The Asian Football Confederation have been kept abreast of the new league for the 11-strong bloc of Southeast Asian nations, while a memorandum of understanding has been agreed with all member associations, the AFF said.
The AFF stressed that the new league would not lead to the death of domestic divisions in Southeast Asia but would instead help capitalise on the sport's huge popularity and provide financial sustainability for struggling nations in the long run.
"The Member Associations of the AFF were briefed on the potential benefits including the financial forecasts for the participating clubs," AFF council member and AFC vice-president Prince Abdullah Ibni Sultan Ahmad Shah told Reuters.
"The concerns raised by the Member Associations, such as the impact to domestic leagues and the sustainability of the ASL were answered during the briefing (on April 3)."
Despite the huge popularity of football in the region and the success of the AFF's Suzuki Cup - the biennial tournament for national teams in ASEAN - Southeast Asia has made little impact in the rest of the confederation, let alone globally.
Vietnam are the best side in the region at 132, according to the latest FIFA rankings released on Thursday, with Indonesia the only one to appear at a World Cup finals after qualifying for the 1938 edition as the Dutch East Indies.

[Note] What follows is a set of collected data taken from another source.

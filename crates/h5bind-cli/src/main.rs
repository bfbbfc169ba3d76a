use anyhow::Result;
use clap::Parser;
use tracing_subscriber::filter::{EnvFilter, LevelFilter};

use h5bind::Args;

fn main() -> Result<()> {
    let args = Args::parse();
    let config = args.resolve_config()?;

    // RUST_LOG, when set, overrides the verbosity flag
    let level = config.log_level().tracing_level();
    let filter = EnvFilter::builder()
        .with_default_directive(LevelFilter::from_level(level).into())
        .from_env_lossy();
    tracing_subscriber::fmt()
        .with_env_filter(filter)
        .with_target(config.verbosity >= 3)
        .init();

    h5bind::run(&args, &config)?;
    Ok(())
}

Indonesian football has been in free fall in recent times with a war for power between rival factions leaving the national team in disarray, clubs in perilous financial states and Paraguayan striker Diego Mendieta dead when he succumbed to a treatable disease after going unpaid for months.
In Singapore, the S.League has struggled to attract crowds - critics say the 12-strong league is too large for a city-state of around 5 million people - while Vietnam's 2013 domestic league has been postponed for months because of financial issues.
The Thai League has enjoyed a boom in recent years with big investment after a marketing blitz that attracted dozens of corporate sponsors, but Malaysia has struggled with matchfixing problems.
International fixtures, the lifeblood of most Football Associations, are also sporadic.
Wary of the domestic problems, the AFF said the new Super League would employ a strict licensing system that would improve integrity, raise playing standards, enhance supporter experience and attract new investors that will help 'enable the region to realise its true potential'.
Talks are expected to continue after the AFC elect a new president on May 2 at their congress in Kuala Lumpur.
"The AFF has agreed to further develop the proposed concept of the ASEAN Super League together with (marketing agency) World Sports Group to be presented to the AFC in the near future," Prince Abdullah said.